Ultimately, many students and faculty were left feeling disillusioned, and sometimes apathetic, with what they perceived as a culture of academic dishonesty at Purdue. One student even wrote, "Purdue does not really enforce any academic integrity policies, so why not just cheat?"

The notion that the campus community viewed cheating as commonplace was a cause for alarm among university leaders and sparked action to curb the trend. * * *

Purdue had 184 cases of academic dishonesty last semester, according to Stefancic. The number of cases was nearly double that last spring, at 335. Since fall 2014, the amount of cases each semester has averaged around 250.

The most common case of academic dishonesty is unauthorized collaboration, or when students work too closely together, he said.

About 40 percent of the 450 faculty who completed the academic integrity survey said inappropriate group collaboration occurs often or very often. These cases are more prevalent in colleges such as engineering in which group work regularly occurs as part of the curriculum, Stefancic said, and some students simply don't know when collaborating crosses the line. * * *

But one of the more complicated issues at Purdue is plagiarism. Some students just don't know what it means to plagiarize, Stefancic said, and they haven't learned how to properly cite or reference other documents.

Although it's a problem for many domestic students, he said, a portion of international students tend to have difficulties with the concept. About 35 percent of academic dishonesty cases involve international students, he said.
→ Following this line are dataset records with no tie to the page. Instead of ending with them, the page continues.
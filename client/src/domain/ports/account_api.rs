//! Authenticated account endpoints port.

use async_trait::async_trait;

use crate::domain::auth::{Role, UserProfile};
use crate::domain::error::ClientResult;

/// Partial profile update payload.
#[derive(Debug, Clone, Default, PartialEq, Eq)]
pub struct ProfileUpdate {
    /// New display name, when changing it.
    pub name: Option<String>,
    /// New contact email, when changing it.
    pub email: Option<String>,
    /// Role selection for accounts still in the `pending` role.
    pub role: Option<Role>,
}

/// Port for the authenticated account endpoints.
#[cfg_attr(test, mockall::automock)]
#[async_trait]
pub trait AccountApi: Send + Sync {
    /// Fetch the server's view of the current session profile.
    async fn fetch_session(&self) -> ClientResult<UserProfile>;

    /// Fetch the current user's profile.
    async fn me(&self) -> ClientResult<UserProfile>;

    /// Apply a partial profile update and return the new profile.
    async fn update_me(&self, update: &ProfileUpdate) -> ClientResult<UserProfile>;

    /// Request account deletion.
    async fn delete_account(&self) -> ClientResult<()>;
}
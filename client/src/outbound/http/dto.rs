//! Wire DTOs for the auth endpoints.

use serde::Deserialize;

use crate::domain::auth::{TokenPair, UserProfile};
use crate::domain::error::{ClientResult, Error};
use crate::domain::ports::GoogleLogin;

#[derive(Debug, Deserialize)]
#[serde(rename_all = "camelCase")]
pub(crate) struct TokenPairDto {
    access_token: String,
    refresh_token: String,
}

impl TokenPairDto {
    pub(crate) fn into_domain(self) -> ClientResult<TokenPair> {
        TokenPair::from_raw(self.access_token, self.refresh_token)
            .map_err(|error| Error::validation(format!("unusable auth payload: {error}")))
    }
}

#[derive(Debug, Deserialize)]
pub(crate) struct GoogleLoginDto {
    #[serde(flatten)]
    tokens: TokenPairDto,
    user: UserProfile,
}

impl GoogleLoginDto {
    pub(crate) fn into_domain(self) -> ClientResult<GoogleLogin> {
        Ok(GoogleLogin {
            tokens: self.tokens.into_domain()?,
            user: self.user,
        })
    }
}

#[cfg(test)]
mod tests {
    //! Regression coverage for this module.
    use super::*;

    #[test]
    fn google_login_payload_decodes() {
        let raw = r#"{
            "accessToken": "header.payload.sig",
            "refreshToken": "refresh-1",
            "user": {
                "id": "u9",
                "role": "pending",
                "email": "new@eraiiz.com",
                "name": "New Seller"
            }
        }"#;
        let dto: GoogleLoginDto = serde_json::from_str(raw).expect("payload decodes");
        let login = dto.into_domain().expect("valid domain payload");
        assert_eq!(login.user.id().as_ref(), "u9");
        assert_eq!(login.tokens.refresh.as_str(), "refresh-1");
    }

    #[test]
    fn blank_tokens_are_rejected() {
        let raw = r#"{ "accessToken": "", "refreshToken": "refresh-1" }"#;
        let dto: TokenPairDto = serde_json::from_str(raw).expect("payload decodes");
        let error = dto.into_domain().expect_err("must fail");
        assert_eq!(error.code(), crate::domain::ErrorCode::Validation);
    }
}
//! Authenticated notification endpoints port.

use async_trait::async_trait;

use crate::domain::error::ClientResult;
use crate::domain::feeds::NotificationItem;

/// Port for the authenticated notification endpoints.
#[cfg_attr(test, mockall::automock)]
#[async_trait]
pub trait NotificationsApi: Send + Sync {
    /// Fetch the authoritative notification list, newest first.
    async fn list(&self) -> ClientResult<Vec<NotificationItem>>;

    /// Mark one notification as read.
    async fn mark_read(&self, id: &str) -> ClientResult<()>;

    /// Mark every notification as read.
    async fn mark_all_read(&self) -> ClientResult<()>;

    /// Delete one notification.
    async fn delete(&self, id: &str) -> ClientResult<()>;
}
Yumin Gao, an engineering senior, said, "Back in China, we don’t necessarily need to cite any references."

In China, it's often acceptable to copy and paste part of someone else's work into your own paper without quoting the original author. The country's education system doesn't focus on ownership of ideas because information is viewed as belonging to the society as a whole.

Chinese students grew up in a collective culture, Gao said, so working with their classmates on assignments is also the norm.